At 3:07 a.m., with mascara down my face and both credit cards declined and no lawyer willing to take a retainer-less emergency call before daylight, I had dialed a number I still knew by memory.

Catherine answered on the second ring.

“Grace?”

Not hello.

Not who is this.

Grace.

As if somewhere under the silence of nineteen years she had left the line open.

I could not speak for several seconds.

When I finally did, it came out in pieces. “I’m sorry. I know I have no right. I know it’s late. I just—”

“Where are you?”

Her voice had changed instantly. Not softened. Focused.

“At home.”

“Are you physically safe?”

“Yes.”

“Are you alone?”

I looked at the locked bathroom door, at my own face in the mirror, at the text from Keith on the sink counter that read You wanted war. Don’t embarrass yourself by losing quietly.

“Yes.”

Then I started crying so hard I couldn’t pull in enough air to explain.

She waited exactly eight seconds before saying, very calmly, “Put me on speaker. Then answer only yes or no if you can. Did he freeze your money?”

“Yes.”

“Did he file?”

“Yes.”

“Did he threaten you with a default?”

“Yes.”

“Did he ever coerce you into signing anything?”

Another pause. Then: “Yes.”

“Good,” she said, and I still remember how strange that word sounded in the moment. “Good. That’s useful. Listen to me very carefully, Grace. Go to sleep if you can. If you can’t, shower and drink water. You will not go to court alone. Do you understand me?”

I had whispered, “Why?”

And my mother, after nineteen years of distance and unfinished fury, had said the simplest thing she has ever given me.

“Because you called.”

That was all.

No lecture. No accounting. No conditions.

Because you called.

When James drove us away from the courthouse after the hearing, my mother sat beside me in the back seat and did not ask me to explain the years between us. She simply handed me a bottle of water, waited until I drank half of it, and then asked, “Have you eaten?”

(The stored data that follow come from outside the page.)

//! Grid lines for the whole map

use super::MeshData;
use crate::hex::{corner_offset, Hex};

/// Thin inset border inside every cell of a map of `radius`.
///
/// Per cell: 12 vertices (an inner and outer ring, interleaved) and one quad
/// per side. `thickness` is the inset as a fraction of the circumradius.
pub fn grid(radius: u32, thickness: f32) -> MeshData {
    let cells = Hex::vancouver_square(Hex::ORIGIN, radius);
    let mut mesh = MeshData::with_capacity(cells.len() * 12, cells.len() * 12);
    for cell in cells {
        let center = cell.to_world();
        let base = mesh.next_index();
        for v in 0..6 {
            mesh.push_vertex(center + corner_offset(v) * (1.0 - thickness));
            mesh.push_vertex(center + corner_offset(v));
        }
        for side in 0..6u32 {
            let e = side * 2;
            let inner = base + e;
            let outer = base + e + 1;
            let next_inner = base + (e + 2) % 12;
            let next_outer = base + (e + 3) % 12;
            mesh.push_triangle(inner, outer, next_inner);
            mesh.push_triangle(outer, next_outer, next_inner);
        }
    }
    mesh
}
//! Tiles and the bounded hexagonal tile grid

use std::path::Path;

use rand::Rng;
use rustc_hash::FxHashMap;
use serde::{Deserialize, Serialize};
use tracing::{debug, info};

use crate::error::MapError;
use crate::hex::{radius_from_area, vancouver_area, Hex};
use crate::unit::UnitId;

// ============================================================================
// TERRAIN
// ============================================================================

/// Terrain assigned to a tile, ordered from deepest to highest
#[derive(Clone, Copy, Debug, PartialEq, Eq, Hash, PartialOrd, Ord, Serialize, Deserialize)]
#[serde(rename_all = "snake_case")]
pub enum TerrainType {
    OceanFloor,
    ShallowWater,
    Beach,
    OpenGround,
    Mountains,
}

impl TerrainType {
    pub const COUNT: usize = 5;

    pub const ALL: [TerrainType; Self::COUNT] = [
        TerrainType::OceanFloor,
        TerrainType::ShallowWater,
        TerrainType::Beach,
        TerrainType::OpenGround,
        TerrainType::Mountains,
    ];

    pub const fn index(self) -> usize {
        self as usize
    }

    pub fn from_index(index: usize) -> Option<TerrainType> {
        Self::ALL.get(index).copied()
    }

    pub fn is_water(self) -> bool {
        matches!(self, TerrainType::OceanFloor | TerrainType::ShallowWater)
    }
}

// ============================================================================
// TILES
// ============================================================================

/// A single map cell. The occupant is a non-owning back-reference.
#[derive(Clone, Debug, PartialEq)]
pub struct Tile {
    hex: Hex,
    pub terrain: TerrainType,
    pub occupant: Option<UnitId>,
}

impl Tile {
    pub fn new(hex: Hex, terrain: TerrainType) -> Self {
        Self {
            hex,
            terrain,
            occupant: None,
        }
    }

    /// Position, fixed at creation
    pub fn hex(&self) -> Hex {
        self.hex
    }

    pub fn is_occupied(&self) -> bool {
        self.occupant.is_some()
    }
}

/// Every tile within `radius` of the origin, exactly once.
///
/// Tiles are stored in Vancouver-square order; a tile's position in that
/// order is its index, which searches use to break ties.
#[derive(Clone, Debug)]
pub struct TileGrid {
    radius: u32,
    tiles: Vec<Tile>,
    index: FxHashMap<Hex, usize>,
    dirty: Vec<Hex>,
}

impl TileGrid {
    /// Uniform map of a single terrain type
    pub fn new(radius: u32, terrain: TerrainType) -> Self {
        let cells = Hex::vancouver_square(Hex::ORIGIN, radius);
        Self::from_tiles(radius, cells.into_iter().map(|h| Tile::new(h, terrain)).collect())
    }

    /// Random map that rises from ocean at the rim to mountains in the middle.
    ///
    /// Roughly one tile in five is jittered one step lower. Not deterministic
    /// unless `rng` is seeded.
    pub fn generate<R: Rng>(radius: u32, rng: &mut R) -> Self {
        let top = (TerrainType::COUNT - 1) as i32;
        let tiles = Hex::vancouver_square(Hex::ORIGIN, radius)
            .into_iter()
            .map(|hex| {
                let jitter = if rng.gen::<f32>() < 0.2 {
                    rng.gen_range(-1..=0)
                } else {
                    0
                };
                let level = (top - hex.length() / 3 + jitter).clamp(0, top);
                let terrain = TerrainType::from_index(level as usize).unwrap_or(TerrainType::OceanFloor);
                Tile::new(hex, terrain)
            })
            .collect();
        let grid = Self::from_tiles(radius, tiles);
        info!(radius, tiles = grid.len(), "generated random map");
        grid
    }

    fn from_tiles(radius: u32, tiles: Vec<Tile>) -> Self {
        let index = tiles
            .iter()
            .enumerate()
            .map(|(i, t)| (t.hex, i))
            .collect();
        Self {
            radius,
            tiles,
            index,
            dirty: Vec::new(),
        }
    }

    /// Builds a grid from a flat tile list, recovering the radius from its length.
    pub fn from_map_data(data: &MapData) -> Result<Self, MapError> {
        let radius = radius_from_area(data.tiles.len())
            .ok_or(MapError::InvalidTileCount(data.tiles.len()))?;

        let mut terrain: FxHashMap<Hex, TerrainType> = FxHashMap::default();
        for record in &data.tiles {
            let cell = Hex::new(record.q, record.r);
            if cell.length() > radius as i32 {
                return Err(MapError::CellOutOfRange { cell, radius });
            }
            if terrain.insert(cell, record.terrain).is_some() {
                return Err(MapError::DuplicateCell(cell));
            }
        }

        // Length matches the area and every cell is in range and unique,
        // so every cell of the square is present.
        let tiles = Hex::vancouver_square(Hex::ORIGIN, radius)
            .into_iter()
            .map(|h| Tile::new(h, terrain.get(&h).copied().unwrap_or(TerrainType::OceanFloor)))
            .collect();
        debug!(radius, "loaded map data");
        Ok(Self::from_tiles(radius, tiles))
    }

    pub fn to_map_data(&self) -> MapData {
        MapData {
            tiles: self
                .tiles
                .iter()
                .map(|t| TileRecord {
                    q: t.hex.q,
                    r: t.hex.r,
                    terrain: t.terrain,
                })
                .collect(),
        }
    }

    pub fn radius(&self) -> u32 {
        self.radius
    }

    pub fn len(&self) -> usize {
        self.tiles.len()
    }

    pub fn is_empty(&self) -> bool {
        self.tiles.is_empty()
    }

    pub fn tiles(&self) -> &[Tile] {
        &self.tiles
    }

    pub fn contains(&self, hex: Hex) -> bool {
        self.index.contains_key(&hex)
    }

    pub fn index_of(&self, hex: Hex) -> Option<usize> {
        self.index.get(&hex).copied()
    }

    pub fn get(&self, hex: Hex) -> Option<&Tile> {
        self.index_of(hex).map(|i| &self.tiles[i])
    }

    pub fn get_by_index(&self, index: usize) -> Option<&Tile> {
        self.tiles.get(index)
    }

    pub fn terrain_at(&self, hex: Hex) -> Option<TerrainType> {
        self.get(hex).map(|t| t.terrain)
    }

    /// Indices of the existing neighbors of the tile at `index`
    pub fn neighbor_indices(&self, index: usize) -> impl Iterator<Item = usize> + '_ {
        let hex = self.tiles[index].hex;
        hex.neighbors()
            .into_iter()
            .filter_map(move |n| self.index_of(n))
    }

    /// Changes a tile's terrain, returning the previous type.
    /// The cell is queued for a terrain rebuild when the type actually changes.
    pub fn set_terrain(&mut self, hex: Hex, terrain: TerrainType) -> Option<TerrainType> {
        let i = self.index_of(hex)?;
        let previous = std::mem::replace(&mut self.tiles[i].terrain, terrain);
        if previous != terrain && !self.dirty.contains(&hex) {
            self.dirty.push(hex);
        }
        Some(previous)
    }

    /// Sets or clears the occupant. Returns false if there is no tile at `hex`.
    pub fn set_occupant(&mut self, hex: Hex, occupant: Option<UnitId>) -> bool {
        match self.index_of(hex) {
            Some(i) => {
                self.tiles[i].occupant = occupant;
                true
            }
            None => false,
        }
    }

    /// Cells with terrain edits not yet drained
    pub fn dirty(&self) -> &[Hex] {
        &self.dirty
    }

    /// Cells whose terrain changed since the last call
    pub fn take_dirty(&mut self) -> Vec<Hex> {
        std::mem::take(&mut self.dirty)
    }
}

// ============================================================================
// MAP DOCUMENTS
// ============================================================================

/// One `(position, terrain)` entry of a map document
#[derive(Clone, Copy, Debug, PartialEq, Serialize, Deserialize)]
pub struct TileRecord {
    pub q: i32,
    pub r: i32,
    pub terrain: TerrainType,
}

/// Flat tile list covering a hexagonal map
#[derive(Clone, Debug, Default, PartialEq, Serialize, Deserialize)]
pub struct MapData {
    pub tiles: Vec<TileRecord>,
}

impl MapData {
    /// Load from JSON file
    pub fn load(path: &Path) -> anyhow::Result<Self> {
        let content = std::fs::read_to_string(path)?;
        let data: MapData = serde_json::from_str(&content)?;
        Ok(data)
    }

    /// Save to JSON file
    pub fn save(&self, path: &Path) -> anyhow::Result<()> {
        let content = serde_json::to_string_pretty(self)?;
        std::fs::write(path, content)?;
        Ok(())
    }

    /// Expected tile count for a map of `radius`
    pub fn expected_len(radius: u32) -> usize {
        vancouver_area(radius)
    }
}

#[cfg(test)]
mod tests {
    use super::*;
    use rand::SeedableRng;
    use rand_chacha::ChaCha8Rng;

    #[test]
    fn test_grid_contains_every_cell_once() {
        let grid = TileGrid::new(4, TerrainType::OpenGround);
        assert_eq!(grid.len(), vancouver_area(4));
        for cell in Hex::vancouver_square(Hex::ORIGIN, 4) {
            let i = grid.index_of(cell).unwrap();
            assert_eq!(grid.tiles()[i].hex(), cell);
        }
        assert!(grid.get(Hex::new(5, 0)).is_none());
        assert!(grid.get(Hex::new(3, 2)).is_none());
    }

    #[test]
    fn test_neighbor_indices_at_rim() {
        let grid = TileGrid::new(1, TerrainType::OpenGround);
        let center = grid.index_of(Hex::ORIGIN).unwrap();
        assert_eq!(grid.neighbor_indices(center).count(), 6);
        let rim = grid.index_of(Hex::new(1, 0)).unwrap();
        // Center plus two ring neighbors
        assert_eq!(grid.neighbor_indices(rim).count(), 3);
    }

    #[test]
    fn test_generate_is_seeded() {
        let a = TileGrid::generate(6, &mut ChaCha8Rng::seed_from_u64(7));
        let b = TileGrid::generate(6, &mut ChaCha8Rng::seed_from_u64(7));
        assert_eq!(a.to_map_data(), b.to_map_data());
    }

    #[test]
    fn test_generate_gradient() {
        let grid = TileGrid::generate(14, &mut ChaCha8Rng::seed_from_u64(1));
        // Jitter only ever lowers terrain, and the rim is deep enough to clamp.
        for tile in grid.tiles() {
            let level = 4 - tile.hex().length() / 3;
            let idx = tile.terrain.index() as i32;
            assert!(idx <= level.max(0));
            assert!(idx >= (level - 1).max(0));
        }
        assert_eq!(grid.terrain_at(Hex::new(14, 0)), Some(TerrainType::OceanFloor));
    }

    #[test]
    fn test_map_data_round_trip() {
        let grid = TileGrid::generate(3, &mut ChaCha8Rng::seed_from_u64(42));
        let data = grid.to_map_data();
        let json = serde_json::to_string(&data).unwrap();
        let parsed: MapData = serde_json::from_str(&json).unwrap();
        let loaded = TileGrid::from_map_data(&parsed).unwrap();
        assert_eq!(loaded.radius(), 3);
        assert_eq!(loaded.to_map_data(), data);
    }

    #[test]
    fn test_map_data_rejects_bad_length() {
        let mut data = TileGrid::new(3, TerrainType::Beach).to_map_data();
        data.tiles.push(TileRecord {
            q: 9,
            r: 9,
            terrain: TerrainType::Beach,
        });
        assert_eq!(
            TileGrid::from_map_data(&data).unwrap_err(),
            MapError::InvalidTileCount(vancouver_area(3) + 1)
        );
    }

    #[test]
    fn test_map_data_rejects_duplicates_and_range() {
        let mut data = TileGrid::new(1, TerrainType::Beach).to_map_data();
        data.tiles[6] = data.tiles[0];
        let dup = Hex::new(data.tiles[0].q, data.tiles[0].r);
        assert_eq!(TileGrid::from_map_data(&data).unwrap_err(), MapError::DuplicateCell(dup));

        let mut data = TileGrid::new(1, TerrainType::Beach).to_map_data();
        data.tiles[6].q = 2;
        data.tiles[6].r = 0;
        assert_eq!(
            TileGrid::from_map_data(&data).unwrap_err(),
            MapError::CellOutOfRange {
                cell: Hex::new(2, 0),
                radius: 1
            }
        );
    }

    #[test]
    fn test_set_terrain_tracks_dirty_cells() {
        let mut grid = TileGrid::new(2, TerrainType::OpenGround);
        assert_eq!(
            grid.set_terrain(Hex::new(1, 0), TerrainType::Mountains),
            Some(TerrainType::OpenGround)
        );
        // No change, not queued
        grid.set_terrain(Hex::new(0, 1), TerrainType::OpenGround);
        grid.set_terrain(Hex::new(1, 0), TerrainType::Beach);
        assert_eq!(grid.set_terrain(Hex::new(7, 0), TerrainType::Beach), None);
        assert_eq!(grid.take_dirty(), vec![Hex::new(1, 0)]);
        assert!(grid.take_dirty().is_empty());
    }

    #[test]
    fn test_terrain_index_round_trip() {
        for t in TerrainType::ALL {
            assert_eq!(TerrainType::from_index(t.index()), Some(t));
        }
        assert_eq!(TerrainType::from_index(TerrainType::COUNT), None);
    }
}
//! HEXSTRAT Jobs - Background search scheduling
//!
//! Path and move-range searches run on the tokio blocking pool against a
//! frozen grid snapshot, so the interactive loop never waits on them:
//! - One live search per (unit, kind); a new request cancels the old one,
//!   even if the old one already finished and its result is still unread
//! - Jobs can be polled from a frame loop or awaited
//! - A cancelled or superseded job always resolves to `None`

use std::sync::atomic::{AtomicU64, Ordering};
use std::sync::{Arc, Mutex, MutexGuard};

use hexstrat_core::{
    find_path_cancellable, find_reachable_cancellable, CancelToken, Hex, Mover, Path, ReachableSet,
    TileGrid, UnitId,
};
use rustc_hash::FxHashMap;
use tokio::runtime::Handle;
use tokio::sync::oneshot;
use tracing::{debug, error, trace};

/// Which search a job runs
#[derive(Clone, Copy, Debug, PartialEq, Eq, Hash)]
pub enum SearchKind {
    Path,
    Reach,
}

type JobKey = (UnitId, SearchKind);

/// Cancel token of the latest job per key, tagged with the job's generation.
/// Entries outlive the search itself so an unread result can still be superseded.
type Live = FxHashMap<JobKey, (u64, CancelToken)>;

// ============================================================================
// JOBS
// ============================================================================

/// Result of polling a job
#[derive(Clone, Debug, PartialEq)]
pub enum JobPoll<T> {
    Pending,
    /// `None` if the search found nothing or was cancelled
    Done(Option<T>),
}

/// Handle to one background search
pub struct SearchJob<T> {
    rx: oneshot::Receiver<Option<T>>,
    token: CancelToken,
    finished: bool,
}

impl<T> SearchJob<T> {
    /// Asks the search to stop; the job then resolves to `None`
    pub fn cancel(&self) {
        self.token.cancel();
    }

    pub fn is_cancelled(&self) -> bool {
        self.token.is_cancelled()
    }

    /// Non-blocking check, for callers driven by a frame loop.
    /// Reports `Done` once; later polls report `Done(None)`.
    pub fn poll(&mut self) -> JobPoll<T> {
        if self.finished {
            return JobPoll::Done(None);
        }
        match self.rx.try_recv() {
            Ok(result) => {
                self.finished = true;
                JobPoll::Done(self.unless_cancelled(result))
            }
            Err(oneshot::error::TryRecvError::Empty) if !self.is_cancelled() => JobPoll::Pending,
            Err(oneshot::error::TryRecvError::Empty) => {
                self.finished = true;
                JobPoll::Done(None)
            }
            Err(oneshot::error::TryRecvError::Closed) => {
                error!("search task ended without reporting");
                self.finished = true;
                JobPoll::Done(None)
            }
        }
    }

    /// Waits for the search to finish
    pub async fn wait(self) -> Option<T> {
        if self.finished {
            return None;
        }
        let token = self.token;
        match self.rx.await {
            Ok(result) if !token.is_cancelled() => result,
            Ok(_) => None,
            Err(_) => {
                error!("search task ended without reporting");
                None
            }
        }
    }

    fn unless_cancelled(&self, result: Option<T>) -> Option<T> {
        if self.is_cancelled() {
            None
        } else {
            result
        }
    }
}

// ============================================================================
// SCHEDULER
// ============================================================================

/// Runs searches in the background, last request per unit and kind wins
pub struct SearchScheduler {
    handle: Handle,
    live: Mutex<Live>,
    next_generation: AtomicU64,
}

impl SearchScheduler {
    pub fn new(handle: Handle) -> Self {
        Self {
            handle,
            live: Mutex::new(FxHashMap::default()),
            next_generation: AtomicU64::new(1),
        }
    }

    /// Cheapest path for `unit` from `start` to `goal` on `grid`
    pub fn request_path(
        &self,
        unit: UnitId,
        grid: Arc<TileGrid>,
        start: Hex,
        goal: Hex,
        mover: Mover,
    ) -> SearchJob<Path> {
        self.submit((unit, SearchKind::Path), move |cancel| {
            find_path_cancellable(&grid, start, goal, &mover, cancel)
        })
    }

    /// Move range for `unit` from `start` on `grid`
    pub fn request_reach(
        &self,
        unit: UnitId,
        grid: Arc<TileGrid>,
        start: Hex,
        mover: Mover,
    ) -> SearchJob<ReachableSet> {
        self.submit((unit, SearchKind::Reach), move |cancel| {
            find_reachable_cancellable(&grid, start, &mover, cancel)
        })
    }

    /// Cancels every search for `unit`, finished or not, whose result is unread
    pub fn cancel_unit(&self, unit: UnitId) {
        let mut live = lock(&self.live);
        live.retain(|(owner, _), (_, token)| {
            if *owner == unit {
                token.cancel();
                false
            } else {
                true
            }
        });
    }

    pub fn cancel_all(&self) {
        let mut live = lock(&self.live);
        for (_, token) in live.values() {
            token.cancel();
        }
        live.clear();
    }

    /// Number of (unit, kind) keys whose latest job has not been cancelled
    pub fn live_jobs(&self) -> usize {
        lock(&self.live).len()
    }

    fn submit<T, F>(&self, key: JobKey, work: F) -> SearchJob<T>
    where
        T: Send + 'static,
        F: FnOnce(&CancelToken) -> Option<T> + Send + 'static,
    {
        let token = CancelToken::new();
        let generation = self.next_generation.fetch_add(1, Ordering::Relaxed);
        if let Some((previous_gen, previous)) = lock(&self.live).insert(key, (generation, token.clone())) {
            previous.cancel();
            debug!(unit = ?key.0, kind = ?key.1, previous_gen, generation, "superseded search");
        }

        let (tx, rx) = oneshot::channel();
        let task_token = token.clone();
        self.handle.spawn_blocking(move || {
            let result = work(&task_token);
            let result = if task_token.is_cancelled() { None } else { result };
            trace!(unit = ?key.0, kind = ?key.1, generation, found = result.is_some(), "search finished");
            // Receiver may already be gone
            let _ = tx.send(result);
        });

        SearchJob {
            rx,
            token,
            finished: false,
        }
    }
}

fn lock<T>(mutex: &Mutex<T>) -> MutexGuard<'_, T> {
    mutex.lock().unwrap_or_else(|poisoned| poisoned.into_inner())
}

// ============================================================================
// TESTS
// ============================================================================

#[cfg(test)]
mod tests {
    use super::*;
    use hexstrat_core::{MovementScheme, TerrainType, UnitDefinition};

    fn grid() -> Arc<TileGrid> {
        Arc::new(TileGrid::new(6, TerrainType::OpenGround))
    }

    fn mover() -> Mover {
        let def = Arc::new(UnitDefinition::new("jeep", MovementScheme::wheeled()).with_move_power(1.0));
        Mover::new(def.clone(), def.layer, def.move_power)
    }

    fn scheduler() -> SearchScheduler {
        SearchScheduler::new(Handle::current())
    }

    #[tokio::test]
    async fn test_path_job_completes() {
        let scheduler = scheduler();
        let job = scheduler.request_path(UnitId(0), grid(), Hex::ORIGIN, Hex::new(2, 0), mover());
        let path = job.wait().await.unwrap();
        assert_eq!(path.len(), 3);
        assert_eq!(scheduler.live_jobs(), 1);
    }

    #[tokio::test]
    async fn test_reach_job_completes() {
        let scheduler = scheduler();
        let job = scheduler.request_reach(UnitId(0), grid(), Hex::ORIGIN, mover());
        let reach = job.wait().await.unwrap();
        // Five steps of 0.2 fit in a move power of 1
        assert_eq!(reach.landable.len(), hexstrat_core::vancouver_area(5) - 1);
    }

    #[tokio::test]
    async fn test_new_request_supersedes_old() {
        let scheduler = scheduler();
        let unit = UnitId(4);
        let first = scheduler.request_path(unit, grid(), Hex::ORIGIN, Hex::new(3, 0), mover());
        let second = scheduler.request_path(unit, grid(), Hex::ORIGIN, Hex::new(0, 3), mover());
        assert!(first.is_cancelled());
        assert!(first.wait().await.is_none());
        assert_eq!(second.wait().await.unwrap().goal(), Hex::new(0, 3));
    }

    #[tokio::test]
    async fn test_kinds_and_units_are_independent() {
        let scheduler = scheduler();
        let path = scheduler.request_path(UnitId(1), grid(), Hex::ORIGIN, Hex::new(1, 0), mover());
        let reach = scheduler.request_reach(UnitId(1), grid(), Hex::ORIGIN, mover());
        let other = scheduler.request_path(UnitId(2), grid(), Hex::new(2, 0), Hex::ORIGIN, mover());
        assert!(path.wait().await.is_some());
        assert!(reach.wait().await.is_some());
        assert!(other.wait().await.is_some());
    }

    #[tokio::test]
    async fn test_cancel_unit() {
        let scheduler = scheduler();
        let path = scheduler.request_path(UnitId(1), grid(), Hex::ORIGIN, Hex::new(1, 0), mover());
        let reach = scheduler.request_reach(UnitId(1), grid(), Hex::ORIGIN, mover());
        scheduler.cancel_unit(UnitId(1));
        assert!(path.wait().await.is_none());
        assert!(reach.wait().await.is_none());
        assert_eq!(scheduler.live_jobs(), 0);
    }

    /// Waits until the worker has sent its result, leaving it unread
    async fn until_reported<T>(job: &SearchJob<T>) {
        while job.rx.is_empty() {
            tokio::time::sleep(std::time::Duration::from_millis(1)).await;
        }
    }

    #[tokio::test]
    async fn test_finished_unread_job_is_superseded() {
        let scheduler = scheduler();
        let unit = UnitId(5);
        let first = scheduler.request_path(unit, grid(), Hex::ORIGIN, Hex::new(3, 0), mover());
        until_reported(&first).await;

        let second = scheduler.request_path(unit, grid(), Hex::ORIGIN, Hex::new(0, 3), mover());
        assert!(first.is_cancelled());
        assert!(first.wait().await.is_none());
        assert_eq!(second.wait().await.unwrap().goal(), Hex::new(0, 3));
    }

    #[tokio::test]
    async fn test_cancel_unit_after_finish() {
        let scheduler = scheduler();
        let mut reach = scheduler.request_reach(UnitId(3), grid(), Hex::ORIGIN, mover());
        until_reported(&reach).await;

        scheduler.cancel_unit(UnitId(3));
        assert_eq!(reach.poll(), JobPoll::Done(None));
        assert_eq!(scheduler.live_jobs(), 0);
    }

    #[tokio::test]
    async fn test_generations_increase() {
        let scheduler = scheduler();
        let a = scheduler.next_generation.load(Ordering::Relaxed);
        let _job = scheduler.request_reach(UnitId(0), grid(), Hex::ORIGIN, mover());
        assert_eq!(scheduler.next_generation.load(Ordering::Relaxed), a + 1);
    }

    #[tokio::test]
    async fn test_poll_until_done() {
        let scheduler = scheduler();
        let mut job = scheduler.request_path(UnitId(0), grid(), Hex::ORIGIN, Hex::new(0, 2), mover());
        let result = loop {
            match job.poll() {
                JobPoll::Pending => tokio::task::yield_now().await,
                JobPoll::Done(result) => break result,
            }
        };
        assert_eq!(result.unwrap().steps(), 2);
        assert_eq!(job.poll(), JobPoll::Done(None));
    }

    #[tokio::test]
    async fn test_cancelled_job_polls_done() {
        let scheduler = scheduler();
        let mut job = scheduler.request_reach(UnitId(0), grid(), Hex::ORIGIN, mover());
        job.cancel();
        assert_eq!(job.poll(), JobPoll::Done(None));
    }
}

I laughed, because of course she would ask that only after the man who tried to bankrupt me had been dismantled in open court.

“No.”

“You will.”

We went to lunch at a restaurant too quiet for celebration and too expensive for ordinary sorrow. The kind of place with white tablecloths, excellent olive oil, and waiters who understand when women at one table need to be allowed to sit with their shock without interruption.

I still remember the first basket of bread arriving.